The rise of PO2 to a new steady state as flow is restored is determined by the rate at which the PO2 in capillaries is returned to its pre-occlusion value. This is primarily dependent on the blood flow velocity in the reperfused capillaries. If we consider the tissue at the tip of the microelectrode being principally supplied by O2 from a point along a nearby capillary, the rate at which capillary PO2 will rise at this point will depend on how rapidly blood with a higher PO2 reaches that point and how much the blood PO2 falls between leaving the arteries and arriving at this point. Providing the O2 consumption of the tissue remains constant, the extraction (i.e. the O2 lost from a unit volume of blood) should be largely dependent on the blood flow. If the post-occlusion flow is greater than in the pre-occlusion state, not only will the PO2 rise rapidly, but it should rise to a level higher than it was initially. The tissue PO2 should then remain above its initial value for as long as the flow is elevated. This is just what has been observed. When blood flow is restored, tissue PO2 rises to a value that is ∼23 % higher than its pre-occlusion value. This is consistent with either a decrease in tissue O2 consumption or a significant degree of local reactive hyperaemia. Assuming that tissue O2 consumption is the same as in the pre-occlusion state, the 23 % increase in PO2 is equivalent to an increase in O2 saturation in the blood of the nearest capillaries from 70 % to 85 %. If the saturation of the arterial blood is 95 %, the increase in blood flow equivalent to the rise in tissue PO2 is of the order of 2.5-fold. This calculation indicates that local reactive hyperaemia occurs with a high spatial resolution in skin and this would be consistent with the very localised hyperaemic responses seen in some other tissues (Burton & Johnson, 1972). Although the rise in PO2 accompanying reperfusion can be described approximately by a single exponential, the data in Fig. 6B are less regular than those describing the decline of PO2 with vascular occlusion. This may represent fluctuations in blood flow velocity or red cell flux with the restoration in flow (Johnson & Wayland, 1967).

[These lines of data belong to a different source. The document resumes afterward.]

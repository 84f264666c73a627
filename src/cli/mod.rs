//
//  profilescout
//  cli/mod.rs
//
//  Created by Ngonidzashe Mangudya on 2026/01/12.
//  Copyright (c) 2025 IAMNGONI. All rights reserved.
//

//! CLI command definitions using clap derive macros

mod config;
mod credits;
mod enrich;
mod research;
mod search;

pub use config::ConfigCommand;
pub use credits::CreditsCommand;
pub use enrich::EnrichCommand;
pub use research::ResearchCommand;
pub use search::SearchCommand;

use anyhow::Result;
use clap::{Parser, Subcommand};

use crate::api::ScoutClient;
use crate::auth::API_KEY_ENV;
use crate::config::Config;
use crate::output::{OutputFormat, OutputWriter};

/// scout - Search and enrich professional profiles from the command line
#[derive(Parser, Debug)]
#[command(
    name = "scout",
    version,
    about = "Search and enrich professional profiles from the command line",
    long_about = "scout is a CLI for the ProfileScout API.\n\n\
                  It runs profile searches, deep research jobs and enrichment lookups.",
    propagate_version = true,
    after_help = "Use 'scout <command> --help' for more information about a command."
)]
pub struct Cli {
    #[command(subcommand)]
    pub command: Commands,

    #[command(flatten)]
    pub global: GlobalOptions,
}

/// Global options available to all commands
#[derive(Parser, Debug, Clone, Default)]
pub struct GlobalOptions {
    /// API key (defaults to the PROFILESCOUT_API_KEY environment variable)
    #[arg(long, global = true, env = API_KEY_ENV, hide_env_values = true)]
    pub api_key: Option<String>,

    /// API origin, overriding the config file
    #[arg(long, global = true, env = "SCOUT_BASE_URL")]
    pub base_url: Option<String>,

    /// Output format as JSON
    #[arg(long, global = true)]
    pub json: bool,
}

impl GlobalOptions {
    pub fn format(&self) -> OutputFormat {
        if self.json {
            OutputFormat::Json
        } else {
            OutputFormat::Table
        }
    }

    pub fn writer(&self) -> OutputWriter {
        OutputWriter::new(self.format())
    }

    /// Builds a client from the config file and these options.
    pub fn client(&self) -> Result<ScoutClient> {
        let config = Config::load()?;
        let mut builder = ScoutClient::builder().config(&config);
        if let Some(key) = &self.api_key {
            builder = builder.api_key(key.as_str());
        }
        if let Some(url) = &self.base_url {
            builder = builder.base_url(url.as_str());
        }
        Ok(builder.build()?)
    }
}

/// Top-level commands
#[derive(Subcommand, Debug)]
pub enum Commands {
    /// Search for profiles
    #[command(visible_alias = "s")]
    Search(SearchCommand),

    /// Run and manage deep research jobs
    #[command(visible_alias = "r")]
    Research(ResearchCommand),

    /// Enrich a single profile or post
    Enrich(EnrichCommand),

    /// Show the account's credit balance
    Credits(CreditsCommand),

    /// Manage CLI configuration
    Config(ConfigCommand),

    /// Print version information
    Version,
}
//
//  profilescout
//  api/research.rs
//
//  Created by Ngonidzashe Mangudya on 2026/01/12.
//  Copyright (c) 2025 IAMNGONI. All rights reserved.
//

//! Deep research jobs.
//!
//! A deep research request runs on the server for up to several minutes.
//! [`ScoutClient::deep_research`] starts it and returns a job id, which can be
//! checked with [`ScoutClient::deep_research_status`] or awaited with
//! [`ScoutClient::wait_for_deep_research`].
//!
//! # Job Lifecycle
//!
//! 1. **pending** - Queued
//! 2. **searching** / **in_progress** - Running
//! 3. **completed** - Results available
//! 4. **failed** - Stopped with an error
//!
//! Any other state the server reports is treated as still running.

use std::fmt;

use serde::{Deserialize, Serialize};
use serde_json::json;

use super::client::ScoutClient;
use super::common::ApiError;
use super::polling::{wait_for, JobProgress, JobStatus, PollOptions};
use super::search::SearchResult;
use super::url::path_segment;

/// Parameters for a new deep research job.
#[derive(Debug, Clone, Default, PartialEq, Serialize, Deserialize)]
pub struct DeepResearchRequest {
    /// Natural-language description of the people to find.
    pub query: String,

    /// Maximum number of results.
    #[serde(default, skip_serializing_if = "Option::is_none")]
    pub limit: Option<u32>,

    /// Only return people currently at one of these company URLs.
    #[serde(default, skip_serializing_if = "Vec::is_empty")]
    pub hard_filter_company_urls: Vec<String>,
}

impl DeepResearchRequest {
    pub fn new(query: impl Into<String>) -> Self {
        Self {
            query: query.into(),
            ..Default::default()
        }
    }
}

/// Acknowledgement returned when a job is started, cancelled or extended.
#[derive(Debug, Clone, Default, PartialEq, Serialize, Deserialize)]
#[serde(default)]
pub struct DeepResearchJob {
    pub job_id: String,
    pub status: JobState,
    pub message: Option<String>,
}

/// Server-side state of a deep research job.
#[derive(Debug, Clone, Copy, Default, PartialEq, Eq, Hash, Serialize, Deserialize)]
#[serde(rename_all = "snake_case")]
pub enum JobState {
    #[default]
    Pending,
    Searching,
    InProgress,
    Completed,
    Failed,
    /// A state this client does not know; treated as non-terminal.
    #[serde(other)]
    Unknown,
}

impl JobState {
    /// Returns `true` for `completed` and `failed`.
    pub fn is_terminal(&self) -> bool {
        matches!(self, Self::Completed | Self::Failed)
    }
}

impl fmt::Display for JobState {
    fn fmt(&self, f: &mut fmt::Formatter<'_>) -> fmt::Result {
        let s = match self {
            Self::Pending => "pending",
            Self::Searching => "searching",
            Self::InProgress => "in_progress",
            Self::Completed => "completed",
            Self::Failed => "failed",
            Self::Unknown => "unknown",
        };
        f.write_str(s)
    }
}

/// Full status of a deep research job, including results once completed.
#[derive(Debug, Clone, Default, PartialEq, Serialize, Deserialize)]
#[serde(default)]
pub struct DeepResearchStatus {
    pub job_id: String,
    pub status: JobState,
    pub message: Option<String>,
    pub results: Vec<SearchResult>,
    pub total: Option<u64>,
    pub error: Option<String>,
    pub created_at: Option<String>,
    pub updated_at: Option<String>,
}

impl JobStatus for DeepResearchStatus {
    fn progress(&self) -> JobProgress {
        match self.status {
            JobState::Completed => JobProgress::Completed,
            JobState::Failed => JobProgress::Failed(self.error.clone().or_else(|| self.message.clone())),
            _ => JobProgress::Running,
        }
    }
}

fn job_path(job_id: &str, action: Option<&str>) -> String {
    let mut path = format!("/api/search/deep_research/{}", path_segment(job_id));
    if let Some(action) = action {
        path.push('/');
        path.push_str(action);
    }
    path
}

impl ScoutClient {
    /// Starts a deep research job.
    pub async fn deep_research(&self, request: &DeepResearchRequest) -> Result<DeepResearchJob, ApiError> {
        self.post("/api/search/deep_research", request).await
    }

    /// Fetches the current status of a job.
    pub async fn deep_research_status(&self, job_id: &str) -> Result<DeepResearchStatus, ApiError> {
        self.get(&job_path(job_id, None), &Default::default()).await
    }

    /// Asks the server to stop a job.
    pub async fn cancel_deep_research(&self, job_id: &str) -> Result<DeepResearchJob, ApiError> {
        self.post(&job_path(job_id, Some("cancel")), &json!({})).await
    }

    /// Asks a finished job for `more` additional results.
    pub async fn continue_deep_research(&self, job_id: &str, more: u32) -> Result<DeepResearchJob, ApiError> {
        self.post(&job_path(job_id, Some("more")), &json!({ "limit": more }))
            .await
    }

    /// Polls a job until it completes, fails or `options.timeout` passes.
    ///
    /// # Errors
    ///
    /// A failed job is a Generic error with status 500, a timeout one with
    /// status 408. Errors from the status requests are returned unchanged.
    pub async fn wait_for_deep_research(
        &self,
        job_id: &str,
        options: &PollOptions,
    ) -> Result<DeepResearchStatus, ApiError> {
        wait_for(job_id, options, |id| async move { self.deep_research_status(&id).await }).await
    }
}
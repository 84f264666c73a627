//
//  profilescout
//  cli/credits.rs
//
//  Created by Ngonidzashe Mangudya on 2026/01/12.
//  Copyright (c) 2025 IAMNGONI. All rights reserved.
//

//! Credit balance command

use anyhow::Result;
use clap::Args;
use console::style;
use serde::Serialize;

use crate::api::CreditsResponse;
use crate::output::{or_dash, print_field, TableOutput};

use super::GlobalOptions;

/// Show the account's credit balance
#[derive(Args, Debug)]
pub struct CreditsCommand {}

#[derive(Debug, Serialize)]
struct CreditsView(CreditsResponse);

impl TableOutput for CreditsView {
    fn print_table(&self, color: bool) {
        let remaining = self.0.credits_remaining.to_string();
        let remaining = if !color {
            remaining
        } else if self.0.credits_remaining <= 0 {
            style(remaining).red().bold().to_string()
        } else {
            style(remaining).green().bold().to_string()
        };

        print_field("Plan", &or_dash(self.0.plan.as_deref()), color);
        print_field("Remaining", &remaining, color);
        print_field("Used", &self.0.credits_used.to_string(), color);
    }
}

impl CreditsCommand {
    pub async fn run(&self, global: &GlobalOptions) -> Result<()> {
        let client = global.client()?;
        let credits = client.credits().await?;
        global.writer().write(&CreditsView(credits))
    }
}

In conclusion, using O2-sensitive microelectrodes, we have demonstrated that when oxygen is prevented from entering the skin from the atmosphere, the PO2 in the superficial layers of the skin increases with depth down to the level of the sub-papillary plexus. Within papillae, the PO2 is raised by the blood flow through the capillary loops. When microvascular blood flow in the immediate vicinity of a point in the tissue is occluded, PO2 falls exponentially to a value 10–20 mmHg below its pre-existing value. From this it would appear that the O2 supply to the epidermis is vulnerable to very local reductions in perfusion when the O2 supply from the air is eliminated.
Acknowledgments
This work was supported by the Wellcome Trust (051015).